Last Thursday, we made plans to meet Reagan for dinner since we had several commitments that evening and Mom really didn't want to come home and prepare dinner at 8 o'clock in the evening. After many suggestions, we decided to eat at Chick-Fil-A (which is one of our favorite restaurants). Our meal was good and conversation was full of fun, honest banter. Later, as we were leaving, I drove past a nice, sit down restaurant full of couples and families enjoying their meals and a small part of me wished for a time when we would eat at places that didn't have a playground for the kids. You know those kind of places where you sit down at a table to place your order rather than stand in a line at a counter???


Don't get me wrong, we do eat at those kind of places, but it isn't very often. Why is that? Well, part of the reason is that we now have two growing boys that eat A LOT and it is cheaper to feed them at fast food establishments. Another part of the reason is that fast food restaurants are more accommodating, at times, to families and their needs-an indoor playground is such a treat especially in this hot Texas heat. I also figure that if you are eating at Wendy's, McDonalds, CFA, and etc... you are not planning to have a nice, quiet, romantic dinner- in fact, if you eat at these places you expect a certain amount of chaos and noise.


This is what I realized.... this is my life right now. (Isn't that a deep, complicated thought for your day?!?!) This time of my life full of hungry boys which is often a little chaotic and loud is fleeting. It will not last. There will be a time when the house stays clean, laundry doesn't pile up in mounds, and I will cook for two instead of an army. I will enjoy that time, but it will have shades of sadness because it will mean that my boys have grown and are living individual lives. I am choosing to appreciate the noise of my boys playing in the next room and cooking for an army as well as laundry that seems to never end. I am choosing to cherish this time of my life knowing that it will change all too quickly. Quiet, sit down dinners (with just Reagan) will come and our montage of fast food establishments may fade........ truthfully, I may need another CFA sandwich just to watch a young mother with her precious crew.... and let the memories flood me of my own chaotic season of life- the part of my life that I am living now.

Tuesday, August 3, 2010

A Stinky Situation

I know it has been awhile since I have written, but the past few weeks have flown by in the midst of many hectic, summer activities. In the past few weeks we were blessed to go on a vacation to New Mexico which was a great memory making event. Yet, it was not a totally restful event as Kendall was a little off his schedule and found it necessary to eat in the middle of the night again. Plus, have you ever been camping where the bathroom was a distance away? Without fail, in those situations I always need to go to the restroom in the middle of the night- I might never need to go at 2 am when I am home, but make it across the campground and 40 degrees outside and then I have to go! In addition, we had seven of us sleeping in our pop-up camper on two of the nights and five of us on the other nights. So, I often had to climb over children just to get out the door to make the cold hike to the bathroom..... and do it quietly without waking everyone else up.

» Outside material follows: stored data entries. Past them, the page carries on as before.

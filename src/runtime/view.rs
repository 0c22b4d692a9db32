use std::cell::RefCell;

use indexmap::IndexMap;
use serde_json::Value;

use crate::action::ActionRef;
use crate::error::Result;
use crate::key::Key;
use crate::store::{Store, StoreView, Subscriber};

/// The keys read during one tracked pass, each with the value it had when
/// it was first read.
#[derive(Debug, Clone, Default, PartialEq)]
pub struct ReadSet {
    reads: IndexMap<Key, Option<Value>>,
}

impl ReadSet {
    pub(crate) fn record(&mut self, key: Key, value: Option<Value>) {
        self.reads.entry(key).or_insert(value);
    }

    /// Value `key` had when it was read, `None` if it was not read.
    pub fn value_at_read(&self, key: &Key) -> Option<&Option<Value>> {
        self.reads.get(key)
    }

    pub fn contains(&self, key: &Key) -> bool {
        self.reads.contains_key(key)
    }

    pub fn keys(&self) -> impl Iterator<Item = &Key> {
        self.reads.keys()
    }

    pub fn len(&self) -> usize {
        self.reads.len()
    }

    pub fn is_empty(&self) -> bool {
        self.reads.is_empty()
    }

    pub(crate) fn merge(&mut self, other: ReadSet) {
        for (key, value) in other.reads {
            self.record(key, value);
        }
    }
}

/// A view that records every key read through it and subscribes its
/// subscriber to that key.
///
/// Writes and dispatches pass through to the store unchanged; wrap the view in
/// a [`WriteGuard`](crate::WriteGuard) to forbid them.
pub struct TrackingView<'a> {
    store: &'a Store,
    subscriber: &'a Subscriber,
    reads: RefCell<ReadSet>,
}

impl<'a> TrackingView<'a> {
    pub fn new(store: &'a Store, subscriber: &'a Subscriber) -> Self {
        Self {
            store,
            subscriber,
            reads: RefCell::new(ReadSet::default()),
        }
    }

    pub fn reads(&self) -> ReadSet {
        self.reads.borrow().clone()
    }

    pub fn into_reads(self) -> ReadSet {
        self.reads.into_inner()
    }
}

impl StoreView for TrackingView<'_> {
    fn get(&self, key: &Key) -> Option<Value> {
        let value = self.store.get(key);
        self.reads.borrow_mut().record(key.clone(), value.clone());
        self.store.subscribe_key(key.clone(), self.subscriber);
        value
    }

    fn set(&self, key: Key, value: Value) -> Result<()> {
        self.store.set(key, value)
    }

    fn keys(&self) -> Vec<Key> {
        self.store.keys()
    }

    fn dispatch(&self, action: ActionRef, args: &[Value]) -> Result<bool> {
        self.store.dispatch(action, args)
    }
}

This wouldn't have been that bad except the bathroom (and notice that I said bathroom, not bathrooms- there was only one for the WHOLE campground) was not that grand. It was a converted shipping box with warped wooden floors. It also rarely had toliet paper, and so you were wise to grab a roll to tuck under your arm when you made this journey. In addition, this facility was only cleaned by throwing a bucket of water in it to splash around the dirt, germs and grime. Isn't this where you would want to spend your time for daily grooming? Thankfully, our family let us use their personal restrooms in their campers.... at least, my boys won't need counseling after this experience! So, what did we learn from this experience? We learned that it may be time to upgrade from our awesome pop-up camper to one with a bathroom.... a clean bathroom, with a shower, potty and sink.... that would be ours... all ours.... and one that would not be so far away!

Honestly, our vacation was great! We made many fun memories.... the only thing that stunk was the bathroom situation.... literally!